Over the decades, Angela Davis has been tireless in using her writing, teaching and leadership to stand up for the rights of black people, but also those of other oppressed groups: indigenous populations, transgender people, the Palestinians etc. In fact, she argues that the only way to achieve lasting change is by bringing together diverse struggles and encouraging cooperation between oppressed peoples. The title of her latest book sums up her life’s work: Freedom is a Constant Struggle.

A DIGNIFIED LIFE

In a meeting with the international press, Angela Davis reflected on what inspired her to become an activist, how the model of resistance has changed over time and her hopes for the future. She began by considering whether there were any moments in her life that galvanised her into taking up the struggle for freedom.

Angela Davis (Standard American accent): I don’t know whether I can argue that there were any catalytic moments that caused me to devote my life to the struggle for freedom. I attribute, you know, what I have done and what I’m continuing to do basically to the context within which I was born and reared. There was literally no possibility other than that of taking up the struggle against racism if one wanted to live a dignified life, in what was the most segregated, the most racially segregated city in the United States, Birmingham, Alabama, at that time. And my mother was an activist. I grew up from the time I can remember being conscious, recognising how important it was to resist and stand up and fight back. So it’s just the way I’ve learned to live my life and I like to point out that it’s nothing really special. It’s a way of being in the world. And I can’t imagine any better way to live.

A CLIMATE FOR REVOLUTION

Davis was then asked how she now viewed the armed struggle that took place the 1960s.

Angela Davis: I actually prefer to speak about the climate of revolution that existed during that period. And even then most of us did not assume that armed struggle was a synonym for revolution.
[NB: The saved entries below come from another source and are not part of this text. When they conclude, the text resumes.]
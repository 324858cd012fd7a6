//! Public REST endpoint handlers.

use axum::{
    extract::{Path, Query, State},
    http::{HeaderMap, StatusCode},
    response::{IntoResponse, Response},
    Json,
};
use serde::Deserialize;
use serde_json::json;

use super::{check_auth, take_fault, SharedState};

/// Query parameters for listing projects.
#[derive(Debug, Default, Deserialize)]
pub struct ListProjectsQuery {
    pub limit: Option<usize>,
    pub offset: Option<usize>,
}

/// GET /api/public/v0/projects
pub async fn list_projects(
    State(state): State<SharedState>,
    headers: HeaderMap,
    Query(query): Query<ListProjectsQuery>,
) -> Response {
    let mut state = state.write().await;
    state.data_requests += 1;

    if let Some(response) = check_auth(&state, &headers) {
        return response;
    }
    if let Some(response) = take_fault(&mut state) {
        return response;
    }

    let limit = query.limit.unwrap_or(100);
    let offset = query.offset.unwrap_or(0);
    let projects: Vec<_> = state
        .projects
        .iter()
        .skip(offset)
        .take(limit)
        .cloned()
        .collect();

    (StatusCode::OK, Json(projects)).into_response()
}

/// GET /api/public/v0/projects/{id}
pub async fn get_project(
    State(state): State<SharedState>,
    headers: HeaderMap,
    Path(id): Path<String>,
) -> Response {
    let mut state = state.write().await;
    state.data_requests += 1;

    if let Some(response) = check_auth(&state, &headers) {
        return response;
    }

    match state.projects.iter().find(|p| p["id"] == id.as_str()) {
        Some(project) => (StatusCode::OK, Json(project.clone())).into_response(),
        None => (
            StatusCode::NOT_FOUND,
            Json(json!({
                "error": "Project not found",
                "message": format!("No project found with id: {id}")
            })),
        )
            .into_response(),
    }
}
But certainly, given the success of the Cuban revolution, the struggles that were unfolding throughout the continent of Africa, the African Liberation Movements, the fight back in Vietnam, that period did appear to be one in which radical change was on the agenda. And within the US, what you refer to as the armed struggle, would perhaps be better expressed as a desire to engage in self-defence. Organisations like the Black Panther Party, with which I was affiliated, of course I was a member of the Communist Party, and I was also a member of the Black Panther party… The role of weapons at that time was precisely to, first of all, stand up against state violence, against police violence, the police occupation of black communities. And more broadly, to defend the gains of the Black Liberation Movement. There were of course those who had a more romantic notion of the way in which armed struggle might of itself produce revolution, but I think those who were most serious recognised that revolution entailed deep and structural transformation of various apparatuses, the apparatus of production for example.

A NUANCED APPROACH

And what would she say to young activists today?
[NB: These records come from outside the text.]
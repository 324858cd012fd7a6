//! Software component model.

use serde::{Deserialize, Serialize};
use serde_json::{json, Map, Value};

use super::{null_default, AffectedComponent, AssetVersion};
use crate::client::FiniteStateClient;
use crate::error::{FiniteStateError, Result};
use crate::pagination::ListEndpoint;
use crate::queries;
use crate::traits::List;

/// A component instance found in an asset version's SBOM.
#[derive(Debug, Clone, Serialize, Deserialize)]
#[serde(rename_all = "camelCase")]
pub struct SoftwareComponent {
    /// Instance id.
    pub id: String,

    /// Component name.
    #[serde(default)]
    pub name: Option<String>,

    /// Component type, e.g. `LIBRARY` or `OPERATING_SYSTEM`.
    #[serde(rename = "type", default)]
    pub component_type: Option<String>,

    /// Version string.
    #[serde(default)]
    pub version: Option<String>,

    /// File hashes.
    #[serde(default, deserialize_with = "null_default")]
    pub hashes: Vec<Hash>,

    /// Declared licenses.
    #[serde(default, deserialize_with = "null_default")]
    pub licenses: Vec<License>,

    /// CPEs and purl.
    #[serde(default)]
    pub software_identifiers: Option<SoftwareIdentifiers>,

    /// Platform risk score.
    #[serde(default)]
    pub absolute_risk_score: Option<f64>,

    /// Owning asset version; populated by organization-wide SBOM searches.
    #[serde(default)]
    pub asset_version: Option<AssetVersion>,

    /// Components merged into this instance; populated by asset version
    /// SBOM searches.
    #[serde(default, deserialize_with = "null_default")]
    pub original_components: Vec<AffectedComponent>,
}

/// A file hash.
#[derive(Debug, Clone, PartialEq, Eq, Serialize, Deserialize)]
pub struct Hash {
    /// Algorithm, e.g. `SHA256`.
    pub alg: String,
    /// Hex digest.
    pub content: String,
}

/// A license.
#[derive(Debug, Clone, Serialize, Deserialize)]
#[serde(rename_all = "camelCase")]
pub struct License {
    /// License id.
    pub id: String,
    /// SPDX name.
    #[serde(default)]
    pub name: Option<String>,
    /// Whether the license is copyleft.
    #[serde(default)]
    pub copy_left: Option<String>,
    /// Reference URL.
    #[serde(default)]
    pub url: Option<String>,
}

/// Package identifiers.
#[derive(Debug, Clone, Default, Serialize, Deserialize)]
pub struct SoftwareIdentifiers {
    /// CPE strings.
    #[serde(default, deserialize_with = "null_default")]
    pub cpes: Vec<String>,
    /// Package URL.
    #[serde(default)]
    pub purl: Option<String>,
}

impl SoftwareComponent {
    /// License names, sorted and de-duplicated.
    pub fn license_names(&self) -> Vec<&str> {
        let mut names: Vec<&str> = self.licenses.iter().filter_map(|l| l.name.as_deref()).collect();
        names.sort_unstable();
        names.dedup();
        names
    }

    /// Package URL, if known.
    pub fn purl(&self) -> Option<&str> {
        self.software_identifiers.as_ref().and_then(|s| s.purl.as_deref())
    }
}

/// Query parameters for listing components.
#[derive(Debug, Clone, Default, PartialEq, Eq)]
pub struct SoftwareComponentListQuery {
    /// Components of one asset version.
    pub asset_version_id: Option<String>,
    /// Restrict to a component type.
    pub component_type: Option<String>,
}

impl SoftwareComponentListQuery {
    /// GraphQL variables for this query, without paging fields.
    pub fn variables(&self) -> Value {
        let mut filter = Map::new();
        filter.insert("mergedComponentRefId".into(), Value::Null);
        filter.insert("deletedAt".into(), Value::Null);
        if let Some(av) = &self.asset_version_id {
            filter.insert("assetVersionRefId".into(), json!(av));
        }
        if let Some(kind) = &self.component_type {
            filter.insert("type_in".into(), json!([kind]));
        }
        json!({ "filter": filter, "orderBy": ["absoluteRiskScore_DESC"] })
    }
}

impl List for SoftwareComponent {
    type Query = SoftwareComponentListQuery;

    fn endpoint(query: &Self::Query) -> ListEndpoint {
        ListEndpoint::graphql(
            queries::ALL_SOFTWARE_COMPONENTS,
            query.variables(),
            "allSoftwareComponentInstances",
        )
    }
}

/// How [`SbomSearch`] matches component names and versions.
#[derive(Debug, Clone, Copy, Default, PartialEq, Eq)]
pub enum SearchMethod {
    /// Whole-string match.
    #[default]
    Exact,
    /// Substring match.
    Contains,
}

/// A search for components by name across SBOMs.
#[derive(Debug, Clone, Default, PartialEq, Eq)]
pub struct SbomSearch {
    /// Component name to look for. Required.
    pub name: String,
    /// Only this version.
    pub version: Option<String>,
    /// Search one asset version instead of the whole organization.
    pub asset_version_id: Option<String>,
    /// Matching method.
    pub method: SearchMethod,
    /// Exact name matches respect case. Substring matches never do.
    pub case_sensitive: bool,
}

impl SbomSearch {
    /// Exact, case-insensitive search for `name` across the organization.
    pub fn new(name: impl Into<String>) -> Self {
        Self {
            name: name.into(),
            ..Default::default()
        }
    }

    /// Check that a name was given.
    ///
    /// # Errors
    ///
    /// Returns [`FiniteStateError::InvalidArgument`] if the name is blank.
    pub fn validate(&self) -> Result<()> {
        if self.name.trim().is_empty() {
            return Err(FiniteStateError::InvalidArgument(
                "component name is required".to_string(),
            ));
        }
        Ok(())
    }

    /// GraphQL variables for this search, without paging fields.
    pub fn variables(&self) -> Value {
        let mut filter = Map::new();
        filter.insert("mergedComponentRefId".into(), Value::Null);
        if let Some(av) = &self.asset_version_id {
            filter.insert("assetVersionRefId".into(), json!(av));
        }
        let name_key = match (self.method, self.case_sensitive) {
            (SearchMethod::Exact, true) => "name",
            (SearchMethod::Exact, false) => "name_like",
            (SearchMethod::Contains, _) => "name_contains",
        };
        filter.insert(name_key.into(), json!(self.name));
        if let Some(version) = &self.version {
            let version_key = match self.method {
                SearchMethod::Exact => "version",
                SearchMethod::Contains => "version_contains",
            };
            filter.insert(version_key.into(), json!(version));
        }
        json!({ "filter": filter })
    }

    /// The paginated endpoint for this search.
    pub fn endpoint(&self) -> ListEndpoint {
        let document = if self.asset_version_id.is_some() {
            queries::SEARCH_SBOM_IN_ASSET_VERSION
        } else {
            queries::SEARCH_SBOM
        };
        ListEndpoint::graphql(document, self.variables(), "allSoftwareComponentInstances")
    }
}

/// Find component instances by name.
///
/// # Example
///
/// ```ignore
/// use finite_state_sdk::{search_sbom, FiniteStateClient, SbomSearch, SearchMethod};
///
/// let client = FiniteStateClient::from_env()?;
/// let hits = search_sbom(&client, &SbomSearch {
///     method: SearchMethod::Contains,
///     ..SbomSearch::new("openssl")
/// }).await?;
/// ```
///
/// # Errors
///
/// Returns [`FiniteStateError::InvalidArgument`] if the name is empty.
#[tracing::instrument(skip(client))]
pub async fn search_sbom(
    client: &FiniteStateClient,
    search: &SbomSearch,
) -> Result<Vec<SoftwareComponent>> {
    search.validate()?;
    let raw = client.paginate(search.endpoint()).collect_all().await?;
    raw.into_iter()
        .map(|value| serde_json::from_value(value).map_err(Into::into))
        .collect()
}

/// Fetch all components of an asset version.
pub async fn get_software_components(
    client: &FiniteStateClient,
    asset_version_id: &str,
    component_type: Option<String>,
) -> Result<Vec<SoftwareComponent>> {
    let query = SoftwareComponentListQuery {
        asset_version_id: Some(asset_version_id.to_string()),
        component_type,
    };
    SoftwareComponent::list_all(client, &query).await
}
Angela Davis: For those who attempt to recreate the atmosphere of the sixties and for those who assume that the challenge of this period is to produce the kind of resistance that existed fifty years ago, I would say that revolutions cannot be imported either over space or over time and that this particular moment presents very different challenges. And, as a person who was active then and I continue to be active today, it’s very exciting to witness the ways in which younger activists have developed a much more nuanced approach to radical change.

HOPE AND OPTIMISM

But with so many people in the world facing oppression, is it possible to be optimistic about the future?
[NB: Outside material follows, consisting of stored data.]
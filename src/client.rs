//! Finite State API client.
//!
//! Ties the [`AuthProvider`], a [`Transport`] and the retry policy together.
//! Higher-level operations are implemented via traits on entity types and
//! through [`FiniteStateClient::paginate`].

use std::sync::Arc;

use serde_json::Value;

use crate::auth::{AuthProvider, SessionToken};
use crate::config::{ApiEndpoints, Credentials, FetchOptions};
use crate::error::{FiniteStateError, Result};
use crate::pagination::{ListEndpoint, Paginator};
use crate::retry::{call_with_retry, RetryPolicy};
use crate::transport::{HttpTransport, RequestDescriptor, Transport};

/// Finite State API client.
///
/// Cheaply cloneable; clones share the token cache and connection pool.
///
/// # Example
///
/// ```no_run
/// use finite_state_sdk::FiniteStateClient;
///
/// # async fn example() -> finite_state_sdk::Result<()> {
/// // Reads CLIENT_ID, CLIENT_SECRET and ORGANIZATION_CONTEXT
/// let client = FiniteStateClient::from_env()?;
/// let token = client.get_token().await?;
/// # Ok(())
/// # }
/// ```
#[derive(Clone)]
pub struct FiniteStateClient {
    auth: Arc<AuthProvider>,
    transport: Arc<dyn Transport>,
    options: FetchOptions,
}

impl std::fmt::Debug for FiniteStateClient {
    fn fmt(&self, f: &mut std::fmt::Formatter<'_>) -> std::fmt::Result {
        f.debug_struct("FiniteStateClient")
            .field("auth", &self.auth)
            .field("options", &self.options)
            .finish_non_exhaustive()
    }
}

impl FiniteStateClient {
    /// Create a client from environment variables.
    ///
    /// # Errors
    ///
    /// Returns an error if any required credential variable is unset.
    pub fn from_env() -> Result<Self> {
        let credentials = Credentials::from_env()?;
        Self::new(credentials, &ApiEndpoints::from_env())
    }

    /// Create a client for the given credentials and endpoints.
    ///
    /// # Errors
    ///
    /// Returns an error if an endpoint URL is invalid.
    pub fn new(credentials: Credentials, endpoints: &ApiEndpoints) -> Result<Self> {
        let transport = HttpTransport::new(
            &endpoints.graphql_url,
            &endpoints.rest_url,
            credentials.organization_context(),
        )?;
        let auth = AuthProvider::http(credentials, endpoints)?;
        Ok(Self::with_transport(Arc::new(auth), Arc::new(transport)))
    }

    /// Create a client whose session token is cached on disk under `dir`
    /// and reused by later runs.
    ///
    /// # Errors
    ///
    /// Returns an error if an endpoint URL is invalid.
    pub fn new_cached(
        credentials: Credentials,
        endpoints: &ApiEndpoints,
        dir: impl Into<std::path::PathBuf>,
    ) -> Result<Self> {
        let transport = HttpTransport::new(
            &endpoints.graphql_url,
            &endpoints.rest_url,
            credentials.organization_context(),
        )?;
        let auth = AuthProvider::http_cached(credentials, endpoints, dir)?;
        Ok(Self::with_transport(Arc::new(auth), Arc::new(transport)))
    }

    /// Create a client from explicit parts.
    pub fn with_transport(auth: Arc<AuthProvider>, transport: Arc<dyn Transport>) -> Self {
        Self {
            auth,
            transport,
            options: FetchOptions::default(),
        }
    }

    /// Replace the default fetch options.
    #[must_use]
    pub fn with_options(mut self, options: FetchOptions) -> Self {
        self.options = options;
        self
    }

    /// Default fetch options for this client.
    pub fn options(&self) -> &FetchOptions {
        &self.options
    }

    /// The shared auth provider.
    pub fn auth(&self) -> &Arc<AuthProvider> {
        &self.auth
    }

    /// Return the current session token.
    ///
    /// # Errors
    ///
    /// Returns [`FiniteStateError::Auth`] if the exchange fails.
    pub async fn get_token(&self) -> Result<SessionToken> {
        self.auth.get_token().await
    }

    /// Send a request under the client's default retry policy.
    ///
    /// # Errors
    ///
    /// See [`call_with_retry`].
    pub async fn send(&self, request: &RequestDescriptor) -> Result<Value> {
        self.send_with(request, &self.options.retry).await
    }

    /// Send a request under an explicit retry policy.
    ///
    /// # Errors
    ///
    /// See [`call_with_retry`].
    pub async fn send_with(&self, request: &RequestDescriptor, policy: &RetryPolicy) -> Result<Value> {
        let transport = self.transport.clone();
        call_with_retry(policy, &self.auth, |token| {
            let transport = transport.clone();
            async move { transport.execute(request, &token).await }
        })
        .await
    }

    /// Run a GraphQL document and return its `data` object.
    ///
    /// # Errors
    ///
    /// Returns an error if the request fails or the response has no `data`.
    pub async fn graphql(&self, query: &str, variables: Value) -> Result<Value> {
        let response = self
            .send(&RequestDescriptor::graphql(query, variables))
            .await?;
        match response {
            Value::Object(mut map) => map.remove("data").ok_or_else(|| {
                FiniteStateError::UnexpectedShape("GraphQL response has no data".to_string())
            }),
            _ => Err(FiniteStateError::UnexpectedShape(
                "GraphQL response is not an object".to_string(),
            )),
        }
    }

    /// Start a paginator over `endpoint` using the client's default options.
    pub fn paginate(&self, endpoint: ListEndpoint) -> Paginator {
        Paginator::new(self.clone(), endpoint, &self.options)
    }

    /// Start a paginator with explicit options.
    pub fn paginate_with(&self, endpoint: ListEndpoint, options: &FetchOptions) -> Paginator {
        Paginator::new(self.clone(), endpoint, options)
    }
}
Angela Davis: I think that, for me, I always look for sites of hope. And I know there are others who perhaps don’t want to assume that optimism is possible. But you know, I like what Gramsci said: “Pessimism of the intellect, optimism of the will”. So I’m always looking for signs and sites of hope and possibility. The work that we do right now may not bring down the system in the way we urgently want and need for it to be brought down, but it may help in the future. And I like to think of a kind of continuum of struggle that goes back to the era of slavery and resistance to colonisation. Those who fought those processes must have hoped that their work was making a difference, and we are the ones who benefit from their struggles a hundred years ago. And so we also have to imagine that the work that we do today, even though it may not bring down the system right now, is going to eventually make a difference.